(Beginning of Source information)
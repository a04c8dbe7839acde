//! Observers
//!
//! An Observer marks an object or array as converted to reactive form and
//! owns the container's collection Dep, which is notified on structural
//! changes (keys added or removed, elements pushed or spliced).
//!
//! # Conversion
//!
//! - Objects: every own enumerable key becomes a reactive property, and the
//!   held values are observed recursively.
//! - Arrays: indices are not intercepted. Elements are observed, and the
//!   mutating methods notify the collection Dep instead.
//!
//! The Observer is attached before its children are walked, so cyclic
//! graphs terminate: the second visit finds the marker and stops.

use std::cell::Cell;
use std::fmt;
use std::rc::Rc;

use tracing::debug;

use super::dep::Dep;
use super::property::ReactiveOptions;
use super::runtime::Runtime;
use crate::value::{ArrayRef, ObjectKind, ObjectRef, Value, WeakArrayRef, WeakObjectRef};

#[derive(Clone)]
enum Observed {
    Object(WeakObjectRef),
    Array(WeakArrayRef),
}

/// Reactive marker and collection Dep of one object or array.
pub struct Observer {
    value: Observed,
    dep: Dep,
    root_count: Cell<usize>,
}

impl Observer {
    fn attach_object(runtime: &Runtime, obj: &ObjectRef) -> Rc<Self> {
        let observer = Rc::new(Self {
            value: Observed::Object(obj.downgrade()),
            dep: Dep::new(),
            root_count: Cell::new(0),
        });
        obj.set_observer(observer.clone());
        debug!(dep = observer.dep.id().raw(), "observer attached to object");

        observer.walk(runtime, obj);
        observer
    }

    fn attach_array(runtime: &Runtime, arr: &ArrayRef) -> Rc<Self> {
        let observer = Rc::new(Self {
            value: Observed::Array(arr.downgrade()),
            dep: Dep::new(),
            root_count: Cell::new(0),
        });
        arr.set_observer(observer.clone());
        debug!(dep = observer.dep.id().raw(), len = arr.len(), "observer attached to array");

        observer.observe_array(runtime, &arr.to_vec());
        observer
    }

    /// Convert every own enumerable key of `obj` into a reactive property.
    fn walk(&self, runtime: &Runtime, obj: &ObjectRef) {
        for key in obj.keys() {
            runtime.install_reactive(obj, &key, ReactiveOptions::default());
        }
    }

    /// Observe each item.
    pub fn observe_array(&self, runtime: &Runtime, items: &[Value]) {
        for item in items {
            runtime.observe(item, false);
        }
    }

    /// The observed value, while it is alive.
    pub fn value(&self) -> Option<Value> {
        match &self.value {
            Observed::Object(weak) => weak.upgrade().map(Value::Object),
            Observed::Array(weak) => weak.upgrade().map(Value::Array),
        }
    }

    /// The collection Dep.
    pub fn dep(&self) -> &Dep {
        &self.dep
    }

    /// How many root state containers use this value as their root.
    pub fn root_count(&self) -> usize {
        self.root_count.get()
    }
}

impl fmt::Debug for Observer {
    fn fmt(&self, f: &mut fmt::Formatter<'_>) -> fmt::Result {
        f.debug_struct("Observer")
            .field("dep", &self.dep)
            .field("root_count", &self.root_count.get())
            .finish()
    }
}

impl Runtime {
    /// Return the Observer of `value`, creating one if needed.
    ///
    /// A new Observer is only created while observation is enabled, outside
    /// server rendering, for plain objects and arrays that are extensible.
    /// Primitives, framework instances and internal values are never
    /// observed. With `as_root`, the Observer's root count is incremented.
    pub fn observe(&self, value: &Value, as_root: bool) -> Option<Rc<Observer>> {
        let observer = match value {
            Value::Object(obj) => {
                if obj.kind() == ObjectKind::Internal {
                    return None;
                }
                match obj.observer() {
                    Some(existing) => Some(existing),
                    None if self.may_create_observer()
                        && obj.kind() == ObjectKind::Plain
                        && obj.is_extensible() =>
                    {
                        Some(Observer::attach_object(self, obj))
                    }
                    None => None,
                }
            }
            Value::Array(arr) => match arr.observer() {
                Some(existing) => Some(existing),
                None if self.may_create_observer() && arr.is_extensible() => {
                    Some(Observer::attach_array(self, arr))
                }
                None => None,
            },
            _ => return None,
        };

        if as_root {
            if let Some(observer) = &observer {
                observer.root_count.set(observer.root_count.get() + 1);
                debug!(
                    dep = observer.dep.id().raw(),
                    root_count = observer.root_count.get(),
                    "registered root state"
                );
            }
        }

        observer
    }

    /// Observe `value` and hand it back, for building reactive state inline.
    pub fn observable(&self, value: Value) -> Value {
        self.observe(&value, false);
        value
    }

    fn may_create_observer(&self) -> bool {
        self.should_observe() && !self.config().server_rendering
    }
}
(End of Source information)
Report each line of the data that includes the string "marker".

● **Response to the task**:
//! graphs terminate: the second visit finds the marker and stops.
/// Reactive marker and collection Dep of one object or array.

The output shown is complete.